ES1306642U - Shock absorber (Machine-translation by Google Translate, not legally binding) - Google Patents

Abstract

Shock absorber, comprising cylinders (1), a rod (5), a piston (6), gas container (7), compression resistance force adjustment valves (9) and pressure adjustment valves. combined extension damping (10), characterized in that the cylinders (1) are formed as a main structure consisting of an inner cylinder (2) and an outer cylinder (3) installed with an axle support (4) between the inner cylinder (2) and the outer cylinder (3) to support the movement of the shaft in a straight line and prevent the discharge of liquid, the inner cylinder (2) supports the assembly with the piston (6) where said piston (6) is assembled with either side of the stem (5) to push the flow of liquid inside the inner cylinder (2) and supports the stem (5) when moving in a straight line, the inner cylinder (2) is a controller so that the liquid flows through the valve that supports the piston (6) moving in a straight line, and the outer cylinder (3) is a protector for the liquid that supports the shaft support (4) and moving the rod (5) towards up and down in a straight line, said inner cylinder (2) and said outer cylinder (3) are tightly assembled with the fixing element (8) to allow the liquid to flow through them, where the fixing element (8) supports the assembly with the gas container (7) in at least one location, said fixing element (8) also supports the installation of the compression resistance force adjustment valves (9) and the valves Rebound damping adjusting knob (10) to adjust the compression resistance force and extension damping value. (Machine-translation by Google Translate, not legally binding)

Description

DESCRIPTION

Shock absorber

field of invention

Engineering related to shock absorbers.

Background of the invention

Shock absorber is an important hydraulic device with main functions of absorbing shock, minimizing the vibration of the car and also slowing down the up and down movement of cars to prevent too fast up and down movement. These allow the surface of all tires to maintain constant contact with the road surface with the spring as the operating controller, leading to smooth driving and stability of cars during cornering, thereby increasing driver safety.

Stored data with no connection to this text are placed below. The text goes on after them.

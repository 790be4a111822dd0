//! Shared types for the Sluice data-integration engine.
//!
//! Everything that both the pipeline and the workflow engines (and the
//! metadata injection layer) need to agree on lives here:
//!
//! - [`Value`] / [`ValueType`]: typed cells and their type tags
//! - [`ValueMeta`] / [`RowMeta`] / [`Row`]: the schema and records that
//!   stream between transforms
//! - [`Registry`] / [`MetadataProvider`]: plugin id → constructor lookup
//! - [`ExecutionFinishedListener`]: the once-per-run completion callback

pub mod error;
pub mod listener;
pub mod registry;
pub mod row;
pub mod value;

pub use error::{ExecutionError, Result, TypeError};
pub use listener::ExecutionFinishedListener;
pub use registry::{MetadataProvider, PluginDescriptor, Registry};
pub use row::{Row, RowMeta, ValueMeta};
pub use value::{Value, ValueType};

Currently, the design of shock absorbers has been developed that use a hydraulic system as a compression and extension controller to allow adjustment of the settings in terms of compression resistance or damping force of the shock absorbers. Compression force adjustment uses a main piston to push oil through valves. In contrast, damping force adjustment uses piston rods to control the flow of hydraulic fluid through pistons. The two adjustments have different and independent positions for the adjustment components.

In the event that the installation of the shock absorber on vehicles encounters obstacles in obtaining access to adjust the compression force and damping force at different locations, with the need to remove the installed shock absorber from the vehicle before making the adjustment, the adjustment every may be difficult, leading to a lengthy operational period and procedure.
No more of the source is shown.